What an odd summer it has been. Is the pandemic over? In July, it was a resounding “YES!” Now, just a few weeks later, we aren’t so sure. All those customers who were so brazenly mask-less at the grocery store are now masking up once again. I am so glad that I didn’t throw away our cache of masks; I almost did, but thought better of it.

Anxiety has returned. I am worried about my grandchildren, who are too young to be vaccinated, going to school. My grandson told me over FaceTime today that he “will probably get the Delta variant.” He is 7. Way too aware. It made my heart clench.

We are living pretty much as we have.
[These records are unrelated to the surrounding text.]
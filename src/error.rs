// Error taxonomy: every variant here is fatal and never retried.

use crate::telemetry::TelemetryError;

#[derive(Debug, thiserror::Error)]
pub enum GaugeError {
    /// Telemetry subsystem failed to initialize or enumerate devices.
    #[error("telemetry provider init failed")]
    ProviderInit(#[source] TelemetryError),

    /// Enumeration succeeded but found nothing to average over.
    #[error("no GPU devices found")]
    NoDevices,

    #[error("reading status of device {index} failed")]
    DeviceRead {
        index: u32,
        #[source]
        source: TelemetryError,
    },

    #[error("widget '{label}' rejected a value")]
    WidgetWrite {
        label: String,
        #[source]
        source: WidgetError,
    },

    #[error("layout build failed: {0}")]
    LayoutBuild(String),

    #[error("terminal I/O failed")]
    Terminal(#[from] std::io::Error),

    #[error("task failed: {0}")]
    Task(String),
}

/// Rejections from a Visual Widget push.
#[derive(Debug, Clone, PartialEq, Eq, thiserror::Error)]
pub enum WidgetError {
    #[error("percent {0} is outside 0..=100")]
    PercentOutOfRange(u64),
    #[error("absolute value {value} exceeds maximum {max}")]
    AbsoluteOutOfRange { value: u64, max: u64 },
    #[error("absolute maximum must be > 0")]
    ZeroMaximum,
    #[error("widget state lock poisoned")]
    Poisoned,
}
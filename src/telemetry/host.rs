// Host identity via sysinfo

use crate::models::HostInfo;
use sysinfo::System;

pub fn host_info() -> HostInfo {
    let mut sys = System::new();
    sys.refresh_cpu_list(sysinfo::CpuRefreshKind::nothing());
    HostInfo {
        host_name: System::host_name().unwrap_or_else(|| "unknown".into()),
        os_version: System::long_os_version().unwrap_or_else(|| "unknown".into()),
        kernel_version: System::kernel_version().unwrap_or_else(|| "unknown".into()),
        logical_cpus: sys.cpus().len(),
    }
}
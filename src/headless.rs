// Headless presenter: prints the aggregate on a fixed period instead of
// driving widgets.

use crate::config::HeadlessFormat;
use crate::error::GaugeError;
use crate::models::AggregateSnapshot;
use crate::store::SnapshotReader;
use serde::Serialize;
use std::io::Write;
use tokio::task::JoinHandle;
use tokio::time::{Duration, MissedTickBehavior, interval};
use tokio_util::sync::CancellationToken;
use tracing::Instrument;

#[derive(Debug, Serialize)]
#[serde(rename_all = "camelCase")]
struct Report<'a> {
    total_memory: u64,
    #[serde(flatten)]
    snapshot: &'a AggregateSnapshot,
}

pub fn format_text(snapshot: &AggregateSnapshot, total_capacity: u64) -> String {
    format!(
        "Total VRAM: {total_capacity:5} MB\n\
         Total Power Usage: {:5}W\n\
         Avg Temp: {:5}°\n\
         Avg GPU: {:5}%\n\
         Avg Decoder: {:5}%\n\
         Avg Encoder: {:5}%\n\
         \x20VRAM Usage: {:5} MB\n",
        snapshot.power,
        snapshot.temperature,
        snapshot.gpu_util,
        snapshot.dec_util,
        snapshot.enc_util,
        snapshot.memory_used,
    )
}

/// One JSON object, no trailing newline.
pub fn format_json(
    snapshot: &AggregateSnapshot,
    total_capacity: u64,
) -> serde_json::Result<String> {
    serde_json::to_string(&Report {
        total_memory: total_capacity,
        snapshot,
    })
}

fn render(
    format: HeadlessFormat,
    snapshot: &AggregateSnapshot,
    total_capacity: u64,
) -> Result<String, GaugeError> {
    match format {
        HeadlessFormat::Text => Ok(format_text(snapshot, total_capacity)),
        HeadlessFormat::Json => format_json(snapshot, total_capacity)
            .map(|mut line| {
                line.push('\n');
                line
            })
            .map_err(|e| GaugeError::Task(format!("encoding report: {e}"))),
    }
}

pub struct HeadlessConfig {
    pub format: HeadlessFormat,
    pub period: Duration,
    /// Sum of device memory, MiB.
    pub total_capacity: u64,
}

/// Prints a report every period once the first snapshot has been published.
pub fn spawn<W>(
    reader: SnapshotReader,
    config: HeadlessConfig,
    cancel: CancellationToken,
    mut out: W,
) -> JoinHandle<Result<(), GaugeError>>
where
    W: Write + Send + 'static,
{
    let span = tracing::debug_span!("headless", format = ?config.format);
    tokio::spawn(
        async move {
            let mut tick = interval(config.period);
            tick.set_missed_tick_behavior(MissedTickBehavior::Skip);

            loop {
                tokio::select! {
                    biased;
                    _ = cancel.cancelled() => break,
                    _ = tick.tick() => {}
                }
                if reader.generation() == 0 {
                    continue;
                }
                let report = render(config.format, &reader.read(), config.total_capacity)?;

                // A stalled sink blocks a pool thread, not the runtime.
                let write = tokio::task::spawn_blocking(move || {
                    let written = out
                        .write_all(report.as_bytes())
                        .and_then(|()| out.flush());
                    (out, written)
                });
                let (sink, written) = tokio::select! {
                    biased;
                    _ = cancel.cancelled() => break,
                    joined = write => joined
                        .map_err(|e| GaugeError::Task(format!("report write join: {e}")))?,
                };
                written?;
                out = sink;
            }

            tracing::debug!("Headless printer shutting down");
            Ok::<(), GaugeError>(())
        }
        .instrument(span),
    )
}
My husband assures me that he is wearing his mask when he goes to church and to his other activities, so I have to trust that he will be fine. I certainly put my mask on, even to walk down the hall to the trash room. But I wonder how much longer this surreal way of life will continue. What will happen at Christmas? Will we be able to fly to California? Or will we have to spend another holiday, just the two of us, awash in bleakness?

I try not to be furious with those who have chosen not to get vaccinated, but it is hard to watch the news about exhausted hospital workers and not get mad. Then I realize that a lot of them have chosen not to get the vaccine, and I just don’t get it.

In the mean time, I plod along, working on “at home projects,” looking out the window, and wishing that life from the “good old days” would return. It never will, will it?

None of us who have lived through this will forget it. Our fears may remain for months or years. Will we ever shake hands or hug without first considering if it is a good idea to do so? Will standing close to another person seem somehow ominous? Will sourdough bread ever be free of negative associations?

I hate staying home. But I don’t want to go anywhere, either. And I admire the brave souls who are out in the world, going on with things.

How long will it take for me to join them?